Although health providers could do more to make labour more comfortable for women, Professor Oladapo stated, health workers’ expectation from the women were many.
Many women, health providers’ claim, do not follow the instructions they are given to ensure safe mothers and babies.
Professor Oladapo added that the use of pathogram, a tool developed to monitor labour in remote locations over 40 years ago, was difficult to use since doctors or midwives might be seeing many patients at once despite its many flaws.
Innovation is key
However, Professor Joao Paulo Souza, also a medical officer at the Department of Reproductive Health and Research, WHO, stated that care around the time of birth is most critical to mothers and newborn babies’ survival and, as such, the BOLD project had developed an electronic tool that could serve as an alternative to pathogram.
The tool, called Simplified Effective Labour Monitoring -Action (SELMA) tool, was developed based on data collected from 10,000 women during labour and childbirth from nine hospitals in Nigeria and Uganda.
This digital labour assistant was designed to simplify labour monitoring and support clinical decision of healthcare providers, including non specialists, during labour to ensure safer births.

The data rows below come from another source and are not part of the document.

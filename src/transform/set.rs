use super::TransformerFactory;
use crate::message::{BinaryWriter, Result};
use crate::spec::{Attribute, Kind};
use crate::types::Value;
use std::sync::Arc;

/// A pure rewrite applied to a present value.
pub type UpdateFn = Arc<dyn Fn(Value) -> Value + Send + Sync>;

/// Sets `kind` to `initial` if absent, or replaces a present value with
/// `update(current)`.
///
/// Supplements the Go transformer package's `AddAttribute` (which only
/// covers the absent case) with the update-on-present case spec.md
/// section 4.5 calls for; the absent-case wiring is grounded the same way
/// as [`super::add::add_attribute`].
pub fn set_attribute(kind: Kind, initial: Value, update: UpdateFn) -> Box<dyn TransformerFactory> {
    Box::new(SetAttributeFactory {
        kind,
        initial,
        update,
    })
}

struct SetAttributeFactory {
    kind: Kind,
    initial: Value,
    update: UpdateFn,
}

impl TransformerFactory for SetAttributeFactory {
    fn wrap_binary(&self, writer: Box<dyn BinaryWriter>) -> Box<dyn BinaryWriter> {
        Box::new(SetAttributeWriter {
            inner: writer,
            kind: self.kind,
            initial: self.initial.clone(),
            update: self.update.clone(),
            found: false,
            last_attribute: None,
        })
    }

    fn event_transformer(&self) -> Option<super::EventTransformer> {
        let kind = self.kind;
        let initial = self.initial.clone();
        let update = self.update.clone();
        Some(Box::new(move |event| {
            let version = event.specversion().version();
            let attribute = version.attribute_from_kind(kind);
            let mut ctx = event.context().clone();
            let next = match attribute.get(&ctx) {
                Some(current) => update(current),
                None => initial.clone(),
            };
            attribute.set(&mut ctx, next)?;
            *event.context_mut() = ctx;
            Ok(())
        }))
    }
}

struct SetAttributeWriter {
    inner: Box<dyn BinaryWriter>,
    kind: Kind,
    initial: Value,
    update: UpdateFn,
    found: bool,
    last_attribute: Option<Attribute>,
}

impl BinaryWriter for SetAttributeWriter {
    fn start(&mut self) -> Result<()> {
        self.inner.start()
    }

    fn set_attribute(&mut self, attribute: Attribute, value: Value) -> Result<()> {
        self.last_attribute = Some(attribute);
        let value = if attribute.kind() == self.kind {
            self.found = true;
            (self.update)(value)
        } else {
            value
        };
        self.inner.set_attribute(attribute, value)
    }

    fn set_extension(&mut self, name: &str, value: Value) -> Result<()> {
        self.inner.set_extension(name, value)
    }

    fn set_data(&mut self, data: Vec<u8>) -> Result<()> {
        self.inner.set_data(data)
    }

    fn end(&mut self) -> Result<()> {
        if !self.found {
            let version = self
                .last_attribute
                .map(|a| a.version())
                .unwrap_or_default();
            let attribute = version.version().attribute_from_kind(self.kind);
            self.inner.set_attribute(attribute, self.initial.clone())?;
        }
        self.inner.end()
    }
}

/// Sets extension `name` to `initial` if absent, or replaces a present
/// value with `update(current)`.
pub fn set_extension(
    name: impl Into<String>,
    initial: Value,
    update: UpdateFn,
) -> Box<dyn TransformerFactory> {
    Box::new(SetExtensionFactory {
        name: name.into(),
        initial,
        update,
    })
}

struct SetExtensionFactory {
    name: String,
    initial: Value,
    update: UpdateFn,
}

impl TransformerFactory for SetExtensionFactory {
    fn wrap_binary(&self, writer: Box<dyn BinaryWriter>) -> Box<dyn BinaryWriter> {
        Box::new(SetExtensionWriter {
            inner: writer,
            name: self.name.clone(),
            initial: self.initial.clone(),
            update: self.update.clone(),
            found: false,
        })
    }

    fn event_transformer(&self) -> Option<super::EventTransformer> {
        let name = self.name.clone();
        let initial = self.initial.clone();
        let update = self.update.clone();
        Some(Box::new(move |event| {
            let next = match event.extension(&name) {
                Some(current) => update(current.clone()),
                None => initial.clone(),
            };
            event.set_extension(name.clone(), next);
            Ok(())
        }))
    }
}

struct SetExtensionWriter {
    inner: Box<dyn BinaryWriter>,
    name: String,
    initial: Value,
    update: UpdateFn,
    found: bool,
}

impl BinaryWriter for SetExtensionWriter {
    fn start(&mut self) -> Result<()> {
        self.inner.start()
    }

    fn set_attribute(&mut self, attribute: Attribute, value: Value) -> Result<()> {
        self.inner.set_attribute(attribute, value)
    }

    fn set_extension(&mut self, name: &str, value: Value) -> Result<()> {
        let value = if name == self.name {
            self.found = true;
            (self.update)(value)
        } else {
            value
        };
        self.inner.set_extension(name, value)
    }

    fn set_data(&mut self, data: Vec<u8>) -> Result<()> {
        self.inner.set_data(data)
    }

    fn end(&mut self) -> Result<()> {
        if !self.found {
            self.inner.set_extension(&self.name, self.initial.clone())?;
        }
        self.inner.end()
    }
}

#[cfg(test)]
mod tests {
    use super::*;
    use crate::event::Event;
    use crate::spec::SpecVersion;

    #[test]
    fn set_attribute_updates_present_and_fills_absent() {
        let factory = set_attribute(
            Kind::Subject,
            Value::String("default".into()),
            Arc::new(|v: Value| match v {
                Value::String(s) => Value::String(format!("{s}!")),
                other => other,
            }),
        );
        let transformer = factory.event_transformer().unwrap();

        let mut event = Event::new(SpecVersion::V10);
        transformer(&mut event).unwrap();
        assert_eq!(event.subject(), Some("default"));

        transformer(&mut event).unwrap();
        assert_eq!(event.subject(), Some("default!"));
    }

    #[test]
    fn set_extension_updates_present_and_fills_absent() {
        let factory = set_extension(
            "counter",
            Value::Integer(0),
            Arc::new(|v: Value| match v {
                Value::Integer(n) => Value::Integer(n + 1),
                other => other,
            }),
        );
        let transformer = factory.event_transformer().unwrap();

        let mut event = Event::new(SpecVersion::V10);
        transformer(&mut event).unwrap();
        assert_eq!(event.extension("counter"), Some(&Value::Integer(0)));
        transformer(&mut event).unwrap();
        assert_eq!(event.extension("counter"), Some(&Value::Integer(1)));
    }
}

Although SELMA still needed to be further tested, he declared, “we anticipate that with this tool, we will totally transform the way labour is currently being managed in our facilities.”
According to him, “the tool provides suggestions for the management of labour, something that the pathogram does not do. And more importantly, it was developed with data from Nigeria, so it is much more applicable to women in this part of the world.”
Making healthcare a priority
However, Director, Division of Reproductive Health, Federal Ministry of Health, Dr Kayode Afolabi, noting that pregnant women and children constitute a vulnerable group, said some progress was being achieved in reducing deaths in women.
“Our current maternal mortality rate is commendable, it is also a challenge that we need to work a lot harder; we need to be smarter and collaborate more with every stakeholder. We need to deploy evidence to boost our practice and that is the major reason Nigeria is partnering in the project.”
Dr Afolabi declared that Nigeria was also considering increased private sector involvement in family planning services, saying that it would ensure women have a choice on when they have children and the number of children that will not adversely affect their health.
He added that the Federal Ministry of Health would take advantage of IT and its advancements, adding: “Certainly, the BOLD project will be one of such studies that could positively impact policy in Nigeria, particularly with reference to management of childbirth.”